From 65e3e8319bdeb8514d90785521598749134bce6a Mon Sep 17 00:00:00 2001
From: Chuck <33324927+ChuckBuilds@users.noreply.github.com>
Date: Wed, 29 Apr 2026 15:22:12 -0400
Subject: [PATCH] fix(plugin_manager): prevent permanent ERROR state after
 update timeout (#316)
MIME-Version: 1.0
Content-Type: text/plain; charset=UTF-8
Content-Transfer-Encoding: 8bit

* fix(plugin_manager): prevent permanent ERROR state after update timeout

When execute_update() fails (timeout or unhandled exception), the plugin
state was set to ERROR with no recovery path. can_execute() returns False
for ERROR state, so the plugin's update() was never called again, leaving
it showing stale data indefinitely.

Instead, update plugin_last_update so the plugin waits one configured
interval before retrying, and keep the state ENABLED so recovery is
automatic on the next cycle.

Co-Authored-By: Claude Sonnet 4.6 <noreply@anthropic.com>

* fix(plugin_manager): address PR review — failure timestamp and error context

- Use time.time() at the point of failure instead of reusing current_time
  (captured before execution), so the full retry interval always elapses
  after a timeout rather than one execution-duration shorter

- Add PluginStateManager.set_error_info() to persist structured error context
  without changing plugin state; call it in both failure branches so
  get_error_info() / get_state_info() surface recoverable errors alongside
  ERROR-state errors

- Add warning log on the success=False branch (was previously silent)

- Pass a descriptive Exception (not a generic "Plugin execution failed") to
  health_tracker.record_failure() in the timeout/executor-error path

Co-Authored-By: Claude Sonnet 4.6 <noreply@anthropic.com>

* fix(plugin_manager): atomic state+error write via set_state_with_error

The two-step set_state() / set_error_info() sequence left a window where
readers could observe ENABLED state without the accompanying error context.

Add threading.RLock to PluginStateManager and a new set_state_with_error()
method that holds the lock for both the state-transition write and the
_error_info write together.
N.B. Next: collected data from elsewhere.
//! Virtual Adapter Abstraction
//!
//! Seam between the capture/inject bridge and whatever provides the
//! virtual network interface on a given platform (TAP driver, pcap,
//! tun). The bridge enumerates adapters through an [`AdapterProvider`]
//! and picks the one whose descriptor matches the expected signature.
//!
//! A channel-backed in-memory implementation ships alongside the trait:
//! it is what the tests drive and a reference for real backends.

use std::collections::BTreeMap;
use std::sync::Mutex;

use thiserror::Error;
use tokio::sync::mpsc;
use tracing::trace;

/// Descriptor substring identifying the expected virtual adapter.
pub const DEFAULT_ADAPTER_SIGNATURE: &str = "Virtlan Virtual Adapter";

/// Capture channel depth. Frames beyond this are dropped at the
/// adapter, never queued unboundedly.
const CAPTURE_QUEUE_DEPTH: usize = 256;

/// Adapter errors.
#[derive(Debug, Clone, PartialEq, Eq, Error)]
pub enum AdapterError {
    /// No interface matching the expected signature exists. Callers
    /// degrade to a no-LAN-emulation mode rather than failing hard.
    #[error("no virtual adapter matching \"{0}\" found")]
    Unavailable(String),

    /// Adapter handle has been closed.
    #[error("adapter is closed")]
    Closed,

    /// Capture was already started on this handle.
    #[error("capture already started")]
    AlreadyCapturing,
}

/// One enumerable network interface.
#[derive(Debug, Clone)]
pub struct AdapterInfo {
    /// Platform interface name.
    pub name: String,
    /// Human-readable descriptor (driver description).
    pub descriptor: String,
}

/// An open virtual network interface handle.
pub trait VirtualAdapter: Send {
    /// Descriptor of the underlying interface.
    fn descriptor(&self) -> &str;

    /// Switch the interface into promiscuous capture. Captured frames
    /// arrive on the returned channel; the callback path behind it must
    /// never block on the consumer.
    fn start_capture(&mut self) -> Result<mpsc::Receiver<Vec<u8>>, AdapterError>;

    /// Inject a frame onto the interface so the local stack receives it
    /// as if it arrived over real hardware. Non-blocking.
    fn inject(&mut self, frame: &[u8]) -> Result<(), AdapterError>;

    /// Close the handle. No captures or injections after this.
    fn close(&mut self);
}

/// Enumerates and opens virtual adapters.
pub trait AdapterProvider: Send + Sync {
    /// List available interfaces.
    fn enumerate(&self) -> Vec<AdapterInfo>;

    /// Open an interface by name.
    fn open(&self, name: &str) -> Result<Box<dyn VirtualAdapter>, AdapterError>;
}

/// Open the first adapter whose descriptor contains `signature`
/// (case-insensitive).
pub fn open_matching(
    provider: &dyn AdapterProvider,
    signature: &str,
) -> Result<Box<dyn VirtualAdapter>, AdapterError> {
    let wanted = signature.to_ascii_lowercase();
    let info = provider
        .enumerate()
        .into_iter()
        .find(|i| i.descriptor.to_ascii_lowercase().contains(&wanted))
        .ok_or_else(|| AdapterError::Unavailable(signature.to_string()))?;
    provider.open(&info.name)
}

// =============================================================================
// IN-MEMORY ADAPTER
// =============================================================================

/// Test-side handle to a [`MemoryAdapter`]: feeds "captured" frames in
/// and observes injected frames out.
pub struct MemoryAdapterHandle {
    /// Push a frame as if the local game process emitted it.
    pub capture_tx: mpsc::Sender<Vec<u8>>,
    /// Frames the bridge injected toward the local game process.
    pub injected_rx: mpsc::Receiver<Vec<u8>>,
}

/// Channel-backed adapter with no OS dependency.
pub struct MemoryAdapter {
    info: AdapterInfo,
    capture_rx: Option<mpsc::Receiver<Vec<u8>>>,
    injected_tx: mpsc::Sender<Vec<u8>>,
    closed: bool,
}

impl MemoryAdapter {
    /// Create an adapter and its test-side handle.
    pub fn new(name: &str, descriptor: &str) -> (Self, MemoryAdapterHandle) {
        let (capture_tx, capture_rx) = mpsc::channel(CAPTURE_QUEUE_DEPTH);
        let (injected_tx, injected_rx) = mpsc::channel(CAPTURE_QUEUE_DEPTH);

        let adapter = Self {
            info: AdapterInfo {
                name: name.to_string(),
                descriptor: descriptor.to_string(),
            },
            capture_rx: Some(capture_rx),
            injected_tx,
            closed: false,
        };
        let handle = MemoryAdapterHandle {
            capture_tx,
            injected_rx,
        };
        (adapter, handle)
    }
}

impl VirtualAdapter for MemoryAdapter {
    fn descriptor(&self) -> &str {
        &self.info.descriptor
    }

    fn start_capture(&mut self) -> Result<mpsc::Receiver<Vec<u8>>, AdapterError> {
        if self.closed {
            return Err(AdapterError::Closed);
        }
        self.capture_rx.take().ok_or(AdapterError::AlreadyCapturing)
    }

    fn inject(&mut self, frame: &[u8]) -> Result<(), AdapterError> {
        if self.closed {
            return Err(AdapterError::Closed);
        }
        // Full queue mirrors a saturated NIC: the frame is lost.
        if self.injected_tx.try_send(frame.to_vec()).is_err() {
            trace!(len = frame.len(), "injection queue full, frame dropped");
        }
        Ok(())
    }

    fn close(&mut self) {
        self.closed = true;
    }
}

/// Provider over a fixed set of pre-built memory adapters.
pub struct MemoryAdapterProvider {
    adapters: Mutex<BTreeMap<String, MemoryAdapter>>,
}

impl MemoryAdapterProvider {
    /// Create an empty provider.
    pub fn new() -> Self {
        Self {
            adapters: Mutex::new(BTreeMap::new()),
        }
    }

    /// Register an adapter; returns the test-side handle.
    pub fn add(&self, name: &str, descriptor: &str) -> MemoryAdapterHandle {
        let (adapter, handle) = MemoryAdapter::new(name, descriptor);
        self.adapters
            .lock()
            .expect("adapter registry poisoned")
            .insert(name.to_string(), adapter);
        handle
    }
}

impl Default for MemoryAdapterProvider {
    fn default() -> Self {
        Self::new()
    }
}

impl AdapterProvider for MemoryAdapterProvider {
    fn enumerate(&self) -> Vec<AdapterInfo> {
        self.adapters
            .lock()
            .expect("adapter registry poisoned")
            .values()
            .map(|a| a.info.clone())
            .collect()
    }

    fn open(&self, name: &str) -> Result<Box<dyn VirtualAdapter>, AdapterError> {
        let adapter = self
            .adapters
            .lock()
            .expect("adapter registry poisoned")
            .remove(name)
            .ok_or_else(|| AdapterError::Unavailable(name.to_string()))?;
        Ok(Box::new(adapter))
    }
}
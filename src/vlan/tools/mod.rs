pub mod accounting;
pub mod batch;
pub mod config;
pub mod error;
pub mod io;
pub mod model;
pub mod reconcile;
pub mod store;
pub mod validate;

pub use error::{Result, ToolError};
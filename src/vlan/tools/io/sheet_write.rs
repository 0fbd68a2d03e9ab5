use std::fs;
use std::path::Path;

use rust_xlsxwriter::Workbook;

use crate::vlan::tools::error::Result;
use crate::vlan::tools::model::{RECORD_HEADERS, RawHostRecord};

/// File format of a record snapshot.
#[derive(Copy, Clone, Debug, Default, PartialEq, Eq)]
pub enum SnapshotFormat {
    #[default]
    Json,
    Xlsx,
}

impl SnapshotFormat {
    pub fn extension(&self) -> &'static str {
        match self {
            SnapshotFormat::Json => "json",
            SnapshotFormat::Xlsx => "xlsx",
        }
    }
}

/// Writes the records so that [`read_records`](super::sheet_read::read_records)
/// reads them back unchanged.
pub fn write_records(path: &Path, records: &[RawHostRecord], format: SnapshotFormat) -> Result<()> {
    match format {
        SnapshotFormat::Json => {
            let json_string = serde_json::to_string_pretty(records)?;
            fs::write(path, json_string)?;
            Ok(())
        }
        SnapshotFormat::Xlsx => write_workbook(path, records),
    }
}

fn write_workbook(path: &Path, records: &[RawHostRecord]) -> Result<()> {
    let mut workbook_writer = Workbook::new();
    let worksheet = workbook_writer.add_worksheet();

    for (col_idx, header) in RECORD_HEADERS.iter().enumerate() {
        worksheet.write_string(0, col_idx as u16, *header)?;
    }

    for (row_idx, record) in records.iter().enumerate() {
        for (col_idx, cell) in record.cells().iter().enumerate() {
            worksheet.write_string((row_idx + 1) as u32, col_idx as u16, *cell)?;
        }
    }

    workbook_writer.save(path)?;
    Ok(())
}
The method inlines the state-transition logic
rather than calling set_state() internally to intentionally skip the
"clear _error_info for non-ERROR states" side effect — the recoverable
error dict is exactly what we want stored.

Replace both paired set_state / set_error_info call sites in
run_scheduled_updates() with the single atomic method.

Co-Authored-By: Claude Sonnet 4.6 <noreply@anthropic.com>

* fix(plugin_state): lock _error_info accesses and store defensive copies

Three verified issues:

- set_error_info wrote _error_info without holding _lock and stored the
  caller's dict by reference, allowing races and post-write mutation
- set_state_with_error stored error_info by reference (lock was already held)
- get_error_info read _error_info without _lock and returned the live
  reference, letting callers mutate the stored snapshot

Implicit fourth fix: set_state also wrote _error_info without _lock; locking
get_error_info while leaving that writer unguarded would have created a new
race, so set_state is now wrapped in _lock too for consistency.

Changes:
- set_state: wrap entire body in self._lock (covers _states, _state_history,
  and _error_info writes atomically; ERROR-path _error_info value was already
  a fresh dict literal so no copy needed)
- set_error_info: acquire self._lock + store dict(error_info) shallow copy
- set_state_with_error: store dict(error_info) shallow copy (lock already held)
- get_error_info: acquire self._lock + return dict(info) copy or None

All stored values are flat dicts of strings/floats/bools, so shallow copy
is sufficient — deepcopy is not needed.

Co-Authored-By: Claude Sonnet 4.6 <noreply@anthropic.com>

* fix(plugin_manager): apply recovery logic to update_all_plugins; extract helper

update_all_plugins still set PluginState.ERROR on both failure paths, leaving
it inconsistent with the run_scheduled_updates fix from the same PR.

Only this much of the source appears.